The album’s opening track, "Bdira" (00:41), immediately sets the tone, enigmatic and brief; it offers little in terms of traditional structure, focusing instead on an elusive sound that feels like a fleeting ghost of a memory, captured in time. This brief introduction is followed by "Le Bled" (03:47), which builds on this tension, introducing a melodic fragment enveloped in noise and reverb, as if the sound is being reclaimed from an old, worn-out tape. "Le Bled, La Suite" (06:09) further expands on this concept, its longer runtime allowing the sounds to unfold in more layered, expansive forms.
However, it is "Mon Fantome" (06:08) where Transportées truly begins to reveal its emotional depth. Here, Guérin strikes a balance between abstraction and narrative, using field recordings and treated voices to conjure a sense of spectral presence. There’s a haunting beauty in the way her compositions evoke both the fragility of memory and the enduring strength of oral culture, all while remaining firmly grounded in the avant-garde traditions of electroacoustic music.
Tracks like "BZH" (03:13) and "Rembombardes" (03:15) provide moments of rhythmic clarity amidst the more abstract compositions. These pieces allow for a glimpse of structure, with "BZH" conjuring the folk sounds of Brittany, while "Rembombardes" introduces a more playful, almost hypnotic quality to the mix. Both tracks serve as counterpoints to the album’s more elusive moments, helping to anchor the listener within the broader narrative of Transportées.
The centrepiece of the album, "Le Refrain" (16:50), is a sprawling, almost cinematic piece that brings together the various sonic threads introduced earlier in the album. Here, Guérin’s work reaches its fullest expression, as field recordings, archival voices, and electronic treatments merge in a hypnotic trance-like flow. The track’s length allows for a deep exploration of texture and atmosphere, drawing the listener into a meditative state that feels as if it could last forever.
The closing track, "La Mandaniya by Bdira" (01:00), brings Transportées to a delicate conclusion, echoing the album’s opening but with a sense of closure and reflection. The fleeting nature of the piece mirrors the transient nature of memory and tradition itself.
Masterfully composed, mixed, and mastered by Elisa Grenet, Transportées is an album that feels both intensely personal and deeply universal. It’s an album that refuses to settle into one genre or style, instead drawing from a wide range of influences and techniques to create something that is, in essence, a living document, a conversation between the past and the present, between cultures and technologies.
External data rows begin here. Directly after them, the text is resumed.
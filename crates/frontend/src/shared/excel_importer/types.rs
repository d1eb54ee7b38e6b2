use serde::{Deserialize, Serialize};
use std::collections::HashMap;

/// Column definition for an import
#[derive(Debug, Clone, Serialize, Deserialize)]
pub struct ColumnDef {
    /// Technical field name
    pub field_name: String,
    /// Header title expected in the file
    pub title: String,
}

impl ColumnDef {
    pub fn new(field_name: &str, title: &str) -> Self {
        Self {
            field_name: field_name.to_string(),
            title: title.to_string(),
        }
    }
}

/// Metadata of a parsed file
#[derive(Debug, Clone, Serialize, Deserialize)]
pub struct ExcelMetadata {
    /// Mapped field names
    pub columns: Vec<String>,
    /// Number of data rows (header excluded)
    pub row_count: usize,
    /// Source file name
    pub file_name: String,
}

/// Mapping status of one expected column
#[derive(Debug, Clone, Serialize, Deserialize)]
pub struct ColumnMapping {
    /// Expected header title
    pub expected: String,
    /// Header actually found in the file, if any
    pub found: Option<String>,
    /// Column index in the file
    pub file_index: Option<usize>,
}

/// Result of parsing a spreadsheet against a set of expected columns
#[derive(Debug, Clone, Serialize, Deserialize)]
pub struct ExcelData {
    pub metadata: ExcelMetadata,
    /// Data rows keyed by field_name
    pub rows: Vec<HashMap<String, String>>,
    pub column_mapping: Vec<ColumnMapping>,
    /// Raw headers from the file
    pub file_headers: Vec<String>,
}

impl ExcelData {
    /// Build ExcelData from raw cells (array of rows, first row = headers).
    ///
    /// Header matching is case-insensitive: exact title match first, then a
    /// substring match in either direction. Columns without a match import
    /// as empty values; there is no schema enforcement. Rows with no
    /// non-empty mapped value are dropped.
    pub fn from_raw(
        raw_data: Vec<Vec<String>>,
        columns: Vec<ColumnDef>,
        file_name: String,
    ) -> Result<Self, String> {
        if raw_data.is_empty() {
            return Err("The file is empty".to_string());
        }

        let headers = &raw_data[0];
        let file_headers: Vec<String> = headers.iter().map(|h| h.trim().to_string()).collect();

        let mut header_indices: HashMap<String, usize> = HashMap::new();
        for (idx, header) in headers.iter().enumerate() {
            header_indices.insert(header.trim().to_lowercase(), idx);
        }

        let mut column_mapping = Vec::new();
        for col_def in &columns {
            let title_lower = col_def.title.trim().to_lowercase();

            if let Some(&col_idx) = header_indices.get(&title_lower) {
                column_mapping.push(ColumnMapping {
                    expected: col_def.title.clone(),
                    found: Some(headers[col_idx].trim().to_string()),
                    file_index: Some(col_idx),
                });
            } else {
                // No exact match, look for a similar header
                let similar = headers.iter().enumerate().find(|(_, h)| {
                    let h_lower = h.trim().to_lowercase();
                    h_lower.contains(&title_lower) || title_lower.contains(&h_lower)
                });

                if let Some((idx, h)) = similar {
                    column_mapping.push(ColumnMapping {
                        expected: col_def.title.clone(),
                        found: Some(h.trim().to_string()),
                        file_index: Some(idx),
                    });
                } else {
                    column_mapping.push(ColumnMapping {
                        expected: col_def.title.clone(),
                        found: None,
                        file_index: None,
                    });
                }
            }
        }

        let mut rows = Vec::new();
        for row in raw_data.iter().skip(1) {
            let mut row_data = HashMap::new();

            for (col_def, mapping) in columns.iter().zip(column_mapping.iter()) {
                if let Some(col_idx) = mapping.file_index {
                    let value = row.get(col_idx).cloned().unwrap_or_default();
                    row_data.insert(col_def.field_name.clone(), value.trim().to_string());
                } else {
                    row_data.insert(col_def.field_name.clone(), String::new());
                }
            }

            if row_data.values().any(|v| !v.is_empty()) {
                rows.push(row_data);
            }
        }

        let field_names: Vec<String> = columns.iter().map(|c| c.field_name.clone()).collect();

        Ok(ExcelData {
            metadata: ExcelMetadata {
                columns: field_names,
                row_count: rows.len(),
                file_name,
            },
            rows,
            column_mapping,
            file_headers,
        })
    }

    /// JSON rendering of the parsed data, for the preview pane
    pub fn to_json_pretty(&self) -> Result<String, String> {
        serde_json::to_string_pretty(self).map_err(|e| e.to_string())
    }

    /// Whether every expected column was found in the file
    pub fn has_all_columns_mapped(&self) -> bool {
        self.column_mapping.iter().all(|m| m.found.is_some())
    }

    /// Number of expected columns missing from the file
    pub fn unmapped_count(&self) -> usize {
        self.column_mapping
            .iter()
            .filter(|m| m.found.is_none())
            .count()
    }
}

#[cfg(test)]
mod tests {
    use super::*;

    fn columns() -> Vec<ColumnDef> {
        vec![
            ColumnDef::new("store", "Store"),
            ColumnDef::new("price", "Price"),
        ]
    }

    fn raw(rows: &[&[&str]]) -> Vec<Vec<String>> {
        rows.iter()
            .map(|r| r.iter().map(|c| c.to_string()).collect())
            .collect()
    }

    #[test]
    fn exact_match_is_case_insensitive() {
        let data = ExcelData::from_raw(
            raw(&[&["STORE", "price"], &["Downtown", "10"]]),
            columns(),
            "test.xlsx".into(),
        )
        .unwrap();
        assert!(data.has_all_columns_mapped());
        assert_eq!(data.rows[0]["store"], "Downtown");
        assert_eq!(data.rows[0]["price"], "10");
    }

    #[test]
    fn substring_fallback_maps_similar_headers() {
        let data = ExcelData::from_raw(
            raw(&[&["Store Name", "Unit Price x"], &["Downtown", "10"]]),
            columns(),
            "test.xlsx".into(),
        )
        .unwrap();
        // "store" is contained in "store name"; "price" in "unit price x".
        assert!(data.has_all_columns_mapped());
        assert_eq!(data.rows[0]["store"], "Downtown");
    }

    #[test]
    fn unmatched_columns_import_empty() {
        let data = ExcelData::from_raw(
            raw(&[&["Something Else"], &["value"]]),
            columns(),
            "test.xlsx".into(),
        )
        .unwrap();
        assert_eq!(data.unmapped_count(), 2);
        assert!(data.rows.is_empty()); // all mapped values empty -> row dropped
    }

    #[test]
    fn blank_rows_are_dropped() {
        let data = ExcelData::from_raw(
            raw(&[&["Store", "Price"], &["", ""], &["Downtown", "10"]]),
            columns(),
            "test.xlsx".into(),
        )
        .unwrap();
        assert_eq!(data.metadata.row_count, 1);
    }

    #[test]
    fn empty_file_is_an_error() {
        assert!(ExcelData::from_raw(Vec::new(), columns(), "test.xlsx".into()).is_err());
    }
}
For those willing to engage with its complex layers and subtle textures, Transportées offers a richly rewarding experience. It is an album that invites the listener to reflect on the impermanence of sound, the preservation of culture, and the power of the archive, all while forging new paths in the realm of electroacoustic music. It is an ambitious, thought-provoking work from one of the most innovative sound artists working today.
Rating: 9/10
Transportées is a daring and immersive release that confidently expands the parameters of experimental and electroacoustic music. Its sonic architecture is both intricate and uncompromising, inviting listeners into a world where convention is deliberately unsettled. While its more abstract passages may prove demanding for some, the album rewards attentive listening with moments of striking clarity and emotional resonance. In a year marked by innovation across the genre, Transportées stands out as a work of considerable ambition and artistic depth.